EXERCISE:
Read through the lines below for the string "next" and copy each one that has it.

BEGIN DATA FOR REVIEW

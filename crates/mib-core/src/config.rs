use std::{env, path::PathBuf};

use crate::{errors::Error, Result};

const DEFAULT_SAFE_LIMIT: usize = 4000;
const MIN_SAFE_LIMIT: usize = 200;

/// Typed process configuration.
#[derive(Clone, Debug)]
pub struct Config {
    pub telegram_bot_token: String,

    /// JSON file backing the session store; `None` keeps sessions in memory.
    pub session_file: Option<PathBuf>,

    /// Outbound HTML is split into chunks no longer than this (bytes).
    pub telegram_safe_limit: usize,

    pub inspect_edited_messages: bool,
    pub inspect_channel_posts: bool,
}

impl Config {
    /// Load from the process environment, after merging `.env` if present.
    pub fn load() -> Result<Self> {
        // Existing env vars take precedence over `.env` entries.
        let _ = dotenvy::dotenv();
        Self::from_lookup(|key| env::var(key).ok())
    }

    pub fn from_lookup(lookup: impl Fn(&str) -> Option<String>) -> Result<Self> {
        let telegram_bot_token = lookup("TELEGRAM_BOT_TOKEN")
            .and_then(non_empty)
            .ok_or_else(|| {
                Error::Config("TELEGRAM_BOT_TOKEN environment variable is required".to_string())
            })?;

        let session_file = lookup("SESSION_FILE").and_then(non_empty).map(PathBuf::from);

        let telegram_safe_limit = lookup("TELEGRAM_SAFE_LIMIT")
            .and_then(|s| s.trim().parse::<usize>().ok())
            .unwrap_or(DEFAULT_SAFE_LIMIT)
            .max(MIN_SAFE_LIMIT);

        let inspect_edited_messages = lookup("INSPECT_EDITED_MESSAGES")
            .map(|s| parse_bool(&s))
            .unwrap_or(true);
        let inspect_channel_posts = lookup("INSPECT_CHANNEL_POSTS")
            .map(|s| parse_bool(&s))
            .unwrap_or(true);

        Ok(Self {
            telegram_bot_token: telegram_bot_token.trim().to_string(),
            session_file,
            telegram_safe_limit,
            inspect_edited_messages,
            inspect_channel_posts,
        })
    }
}

fn parse_bool(s: &str) -> bool {
    matches!(
        s.trim().to_lowercase().as_str(),
        "1" | "true" | "yes" | "on"
    )
}

fn non_empty(s: String) -> Option<String> {
    if s.trim().is_empty() {
        None
    } else {
        Some(s)
    }
}

#[cfg(test)]
mod tests {
    use super::*;
    use std::collections::HashMap;

    fn lookup_from(pairs: &[(&str, &str)]) -> impl Fn(&str) -> Option<String> {
        let map: HashMap<String, String> = pairs
            .iter()
            .map(|(k, v)| (k.to_string(), v.to_string()))
            .collect();
        move |key| map.get(key).cloned()
    }

    #[test]
    fn missing_token_is_fatal() {
        let err = Config::from_lookup(lookup_from(&[])).unwrap_err();
        assert!(matches!(err, Error::Config(_)));

        let err = Config::from_lookup(lookup_from(&[("TELEGRAM_BOT_TOKEN", "   ")])).unwrap_err();
        assert!(err.to_string().contains("TELEGRAM_BOT_TOKEN"));
    }

    #[test]
    fn defaults_apply_when_only_token_is_set() {
        let cfg = Config::from_lookup(lookup_from(&[("TELEGRAM_BOT_TOKEN", " 123:abc ")])).unwrap();
        assert_eq!(cfg.telegram_bot_token, "123:abc");
        assert!(cfg.session_file.is_none());
        assert_eq!(cfg.telegram_safe_limit, 4000);
        assert!(cfg.inspect_edited_messages);
        assert!(cfg.inspect_channel_posts);
    }

    #[test]
    fn parses_optional_settings() {
        let cfg = Config::from_lookup(lookup_from(&[
            ("TELEGRAM_BOT_TOKEN", "t"),
            ("SESSION_FILE", "/var/lib/mib/sessions.json"),
            ("TELEGRAM_SAFE_LIMIT", "50"),
            ("INSPECT_EDITED_MESSAGES", "off"),
            ("INSPECT_CHANNEL_POSTS", "YES"),
        ]))
        .unwrap();
        assert_eq!(
            cfg.session_file,
            Some(PathBuf::from("/var/lib/mib/sessions.json"))
        );
        assert_eq!(cfg.telegram_safe_limit, 200);
        assert!(!cfg.inspect_edited_messages);
        assert!(cfg.inspect_channel_posts);
    }
}
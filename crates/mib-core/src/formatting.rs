//! Telegram HTML helpers: escaping, truncation, and length-bounded splitting.

/// Escape HTML special characters for Telegram HTML parse mode.
pub fn escape_html(text: &str) -> String {
    text.replace('&', "&amp;")
        .replace('<', "&lt;")
        .replace('>', "&gt;")
        .replace('"', "&quot;")
}

/// First `max_chars` characters of `text`, with `...` appended when cut.
pub fn truncate_chars(text: &str, max_chars: usize) -> String {
    match text.char_indices().nth(max_chars) {
        Some((idx, _)) => format!("{}...", &text[..idx]),
        None => text.to_string(),
    }
}

#[derive(Clone, Debug)]
struct OpenTag {
    name: String,
    open: String,
}

impl OpenTag {
    fn close(&self) -> String {
        format!("</{}>", self.name)
    }
}

#[derive(Clone, Copy, Debug)]
enum HtmlToken<'a> {
    Tag(&'a str),
    Text(&'a str),
}

enum TagAction {
    Open(String),
    Close(String),
    Other,
}

/// Split `html` into chunks of at most `limit` bytes.
///
/// Tags still open at a cut are closed at the end of the chunk and reopened at
/// the start of the next one. Cuts prefer line breaks and never land inside an
/// entity such as `&amp;`.
pub fn split_html_chunks(html: &str, limit: usize) -> Vec<String> {
    if html.len() <= limit {
        return vec![html.to_string()];
    }

    let mut out = Vec::new();
    let mut stack: Vec<OpenTag> = Vec::new();
    let mut chunk = String::new();
    let mut prefix_len = 0usize;

    for token in tokenize_html(html) {
        match token {
            HtmlToken::Tag(tag) => {
                let action = parse_tag(tag);
                let mut after = stack.clone();
                apply_tag(&mut after, &action, tag);
                if chunk.len() + tag.len() + close_len(&after) > limit && chunk.len() > prefix_len
                {
                    flush(&mut out, &mut chunk, &stack);
                    prefix_len = reopen(&mut chunk, &stack);
                }
                chunk.push_str(tag);
                stack = after;
            }
            HtmlToken::Text(mut text) => {
                while !text.is_empty() {
                    let room = limit.saturating_sub(chunk.len() + close_len(&stack));
                    if text.len() <= room {
                        chunk.push_str(text);
                        break;
                    }

                    let mut cut = cut_point(text, room);
                    if cut == 0 {
                        if chunk.len() > prefix_len {
                            flush(&mut out, &mut chunk, &stack);
                            prefix_len = reopen(&mut chunk, &stack);
                            continue;
                        }
                        // Limit too small for the open tags; take one char to make progress.
                        cut = text.chars().next().map(char::len_utf8).unwrap_or(text.len());
                    }

                    chunk.push_str(&text[..cut]);
                    text = &text[cut..];
                    flush(&mut out, &mut chunk, &stack);
                    prefix_len = reopen(&mut chunk, &stack);
                }
            }
        }
    }

    if chunk.len() > prefix_len {
        flush(&mut out, &mut chunk, &stack);
    }
    out
}

fn tokenize_html(mut s: &str) -> Vec<HtmlToken<'_>> {
    let mut out = Vec::new();
    while !s.is_empty() {
        let Some(start) = s.find('<') else {
            out.push(HtmlToken::Text(s));
            break;
        };
        if start > 0 {
            out.push(HtmlToken::Text(&s[..start]));
            s = &s[start..];
        }
        let Some(end) = s.find('>') else {
            out.push(HtmlToken::Text(s));
            break;
        };
        out.push(HtmlToken::Tag(&s[..=end]));
        s = &s[end + 1..];
    }
    out
}

fn parse_tag(tag: &str) -> TagAction {
    let inner = tag.trim_start_matches('<').trim_end_matches('>').trim();
    if inner.ends_with('/') {
        return TagAction::Other;
    }
    if let Some(rest) = inner.strip_prefix('/') {
        return TagAction::Close(rest.trim().to_ascii_lowercase());
    }
    let name: String = inner
        .chars()
        .take_while(|c| c.is_ascii_alphanumeric() || *c == '-')
        .collect();
    if name.is_empty() {
        TagAction::Other
    } else {
        TagAction::Open(name.to_ascii_lowercase())
    }
}

fn apply_tag(stack: &mut Vec<OpenTag>, action: &TagAction, tag: &str) {
    match action {
        TagAction::Open(name) => stack.push(OpenTag {
            name: name.clone(),
            open: tag.to_string(),
        }),
        TagAction::Close(name) => {
            if let Some(pos) = stack.iter().rposition(|t| &t.name == name) {
                stack.truncate(pos);
            }
        }
        TagAction::Other => {}
    }
}

fn close_len(stack: &[OpenTag]) -> usize {
    stack.iter().map(|t| t.name.len() + 3).sum()
}

fn flush(out: &mut Vec<String>, chunk: &mut String, stack: &[OpenTag]) {
    for tag in stack.iter().rev() {
        chunk.push_str(&tag.close());
    }
    out.push(std::mem::take(chunk));
}

fn reopen(chunk: &mut String, stack: &[OpenTag]) -> usize {
    for tag in stack {
        chunk.push_str(&tag.open);
    }
    chunk.len()
}

/// Largest cut within `room` bytes: after the last newline if any, never inside
/// a multi-byte char or an HTML entity.
fn cut_point(text: &str, room: usize) -> usize {
    let mut cut = room.min(text.len());
    while cut > 0 && !text.is_char_boundary(cut) {
        cut -= 1;
    }
    let head = &text[..cut];
    if let Some(nl) = head.rfind('\n') {
        if nl > 0 {
            return nl + 1;
        }
    }
    if let Some(amp) = head.rfind('&') {
        if !head[amp..].contains(';') {
            cut = amp;
        }
    }
    cut
}
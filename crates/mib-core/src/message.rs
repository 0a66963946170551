//! Read-only view over an incoming update's JSON.

use serde::Deserialize;
use serde_json::Value;

use crate::{
    domain::{ChatId, UserId},
    origin::{full_name, ForwardOrigin},
    prefs::MessageType,
};

const MESSAGE_KEYS: [&str; 4] = [
    "message",
    "edited_message",
    "channel_post",
    "edited_channel_post",
];

/// Sender of a message (`from`).
#[derive(Clone, Debug, Default, PartialEq, Eq, Deserialize)]
#[serde(default)]
pub struct Author {
    pub id: i64,
    pub is_bot: bool,
    pub first_name: String,
    pub last_name: Option<String>,
    pub username: Option<String>,
    pub language_code: Option<String>,
}

impl Author {
    pub fn user_id(&self) -> UserId {
        UserId(self.id)
    }

    pub fn full_name(&self) -> String {
        full_name(&self.first_name, self.last_name.as_deref())
    }
}

#[derive(Clone, Debug, PartialEq, Eq)]
pub struct MessageInfo {
    pub message_id: i64,
    pub chat_id: ChatId,
    pub chat_type: Option<String>,
    pub author: Option<Author>,
    /// `text`, or `caption` for media.
    pub text: Option<String>,
    pub forward_origin: Option<ForwardOrigin>,
    pub message_type: MessageType,
}

impl MessageInfo {
    /// Extract from an update (or a bare message). `None` when no message with a
    /// chat can be found.
    pub fn from_json(update: &Value) -> Option<Self> {
        let msg = message_of(update);
        let chat = msg.get("chat")?;
        let chat_id = chat.get("id").and_then(Value::as_i64)?;

        let author = msg
            .get("from")
            .filter(|v| v.is_object())
            .and_then(|v| Author::deserialize(v).ok());

        let text = msg
            .get("text")
            .or_else(|| msg.get("caption"))
            .and_then(Value::as_str)
            .map(str::to_string);

        let forward_origin = msg.get("forward_origin").and_then(ForwardOrigin::from_value);

        Some(Self {
            message_id: msg.get("message_id").and_then(Value::as_i64).unwrap_or_default(),
            chat_id: ChatId(chat_id),
            chat_type: chat.get("type").and_then(Value::as_str).map(str::to_string),
            author,
            text,
            message_type: classify(msg, forward_origin.is_some()),
            forward_origin,
        })
    }
}

/// The message object inside an update, or the value itself.
pub fn message_of(update: &Value) -> &Value {
    MESSAGE_KEYS
        .iter()
        .find_map(|k| update.get(*k).filter(|v| v.is_object()))
        .unwrap_or(update)
}

// Animations also carry a `document` field, so they are checked first.
const CLASSIFY_ORDER: [MessageType; 11] = [
    MessageType::Animation,
    MessageType::Text,
    MessageType::Photo,
    MessageType::Video,
    MessageType::Document,
    MessageType::Audio,
    MessageType::Sticker,
    MessageType::Voice,
    MessageType::Poll,
    MessageType::Location,
    MessageType::Contact,
];

/// Message type used for filter gating. Forwards are gated as forwards first;
/// unrecognized content falls under the text filter.
pub fn classify(msg: &Value, is_forward: bool) -> MessageType {
    if is_forward {
        return MessageType::Forward;
    }
    CLASSIFY_ORDER
        .into_iter()
        .find(|t| has_field(msg, t.as_str()))
        .unwrap_or(MessageType::Text)
}

/// Label for the compact summary. Checks text, photo, video, document and
/// sticker in that order.
pub fn summary_label(msg: &Value) -> &'static str {
    [
        MessageType::Text,
        MessageType::Photo,
        MessageType::Video,
        MessageType::Document,
        MessageType::Sticker,
    ]
    .into_iter()
    .find(|t| has_field(msg, t.as_str()))
    .map(|t| t.label())
    .unwrap_or("Other")
}

fn has_field(msg: &Value, key: &str) -> bool {
    msg.get(key).is_some_and(|v| !v.is_null())
}

#[cfg(test)]
mod tests {
    use super::*;
    use serde_json::json;

    #[test]
    fn extracts_fields_from_update() {
        let update = json!({
            "update_id": 1,
            "message": {
                "message_id": 10,
                "date": 1700000000,
                "chat": {"id": 555, "type": "private", "first_name": "Ada"},
                "from": {"id": 555, "is_bot": false, "first_name": "Ada", "username": "ada"},
                "text": "hello"
            }
        });
        let info = MessageInfo::from_json(&update).unwrap();
        assert_eq!(info.message_id, 10);
        assert_eq!(info.chat_id, ChatId(555));
        assert_eq!(info.chat_type.as_deref(), Some("private"));
        assert_eq!(info.author.as_ref().map(|a| a.user_id()), Some(UserId(555)));
        assert_eq!(info.text.as_deref(), Some("hello"));
        assert_eq!(info.message_type, MessageType::Text);
        assert!(info.forward_origin.is_none());
    }

    #[test]
    fn finds_channel_posts_and_captions() {
        let update = json!({
            "update_id": 2,
            "channel_post": {
                "message_id": 3,
                "chat": {"id": -100200300400i64, "type": "channel", "title": "C"},
                "photo": [{"file_id": "x", "file_unique_id": "y", "width": 1, "height": 1}],
                "caption": "look"
            }
        });
        let info = MessageInfo::from_json(&update).unwrap();
        assert!(info.author.is_none());
        assert_eq!(info.text.as_deref(), Some("look"));
        assert_eq!(info.message_type, MessageType::Photo);
    }

    #[test]
    fn forwards_are_classified_as_forward() {
        let msg = json!({
            "message_id": 1,
            "chat": {"id": 1, "type": "private"},
            "text": "fwd",
            "forward_origin": {"type": "hidden_user", "date": 1, "sender_user_name": "X"}
        });
        let info = MessageInfo::from_json(&msg).unwrap();
        assert_eq!(info.message_type, MessageType::Forward);
        assert!(info.forward_origin.unwrap().is_hidden_user());
    }

    #[test]
    fn classifies_media_kinds() {
        assert_eq!(classify(&json!({"voice": {}}), false), MessageType::Voice);
        assert_eq!(classify(&json!({"poll": {}}), false), MessageType::Poll);
        assert_eq!(classify(&json!({"contact": {}}), false), MessageType::Contact);
        assert_eq!(classify(&json!({"dice": {}}), false), MessageType::Text);
        assert_eq!(
            classify(&json!({"animation": {}, "document": {}}), false),
            MessageType::Animation
        );
    }

    #[test]
    fn summary_label_checks_in_order() {
        assert_eq!(summary_label(&json!({"text": "x"})), "Text");
        assert_eq!(summary_label(&json!({"sticker": {}})), "Sticker");
        assert_eq!(summary_label(&json!({"document": {}, "video": {}})), "Video");
        assert_eq!(summary_label(&json!({"voice": {}})), "Other");
    }

    #[test]
    fn update_without_chat_is_rejected() {
        assert!(MessageInfo::from_json(&json!({"update_id": 1, "poll": {}})).is_none());
    }
}
// ABOUTME: Entry point for the mlrund binary.
// ABOUTME: Loads environment configuration, initializes tracing, and starts the HTTP server.

use std::sync::Arc;

use mlrund_core::MlrunConfig;
use mlrund_server::{AppState, IguazioClient, create_router};

#[tokio::main]
async fn main() -> anyhow::Result<()> {
    dotenvy::dotenv().ok();

    tracing_subscriber::fmt()
        .with_env_filter(
            tracing_subscriber::EnvFilter::try_from_default_env()
                .unwrap_or_else(|_| "mlrund=debug,tower_http=debug".parse().unwrap()),
        )
        .init();

    let config = MlrunConfig::from_env()?;
    let identity = Arc::new(IguazioClient::new(config.iguazio_api_url.clone())?);

    tracing::info!(bind = %config.bind, "mlrund starting up");

    let bind = config.bind;
    let state = Arc::new(AppState::new(config, identity));
    let app = create_router(state);

    let listener = tokio::net::TcpListener::bind(bind).await?;
    axum::serve(listener, app).await?;
    Ok(())
}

END DATA FOR REVIEW

ANSWER TO THIS TASK:
/// the start of the next one. Cuts prefer line breaks and never land inside an
                        cut = text.chars().next().map(char::len_utf8).unwrap_or(text.len());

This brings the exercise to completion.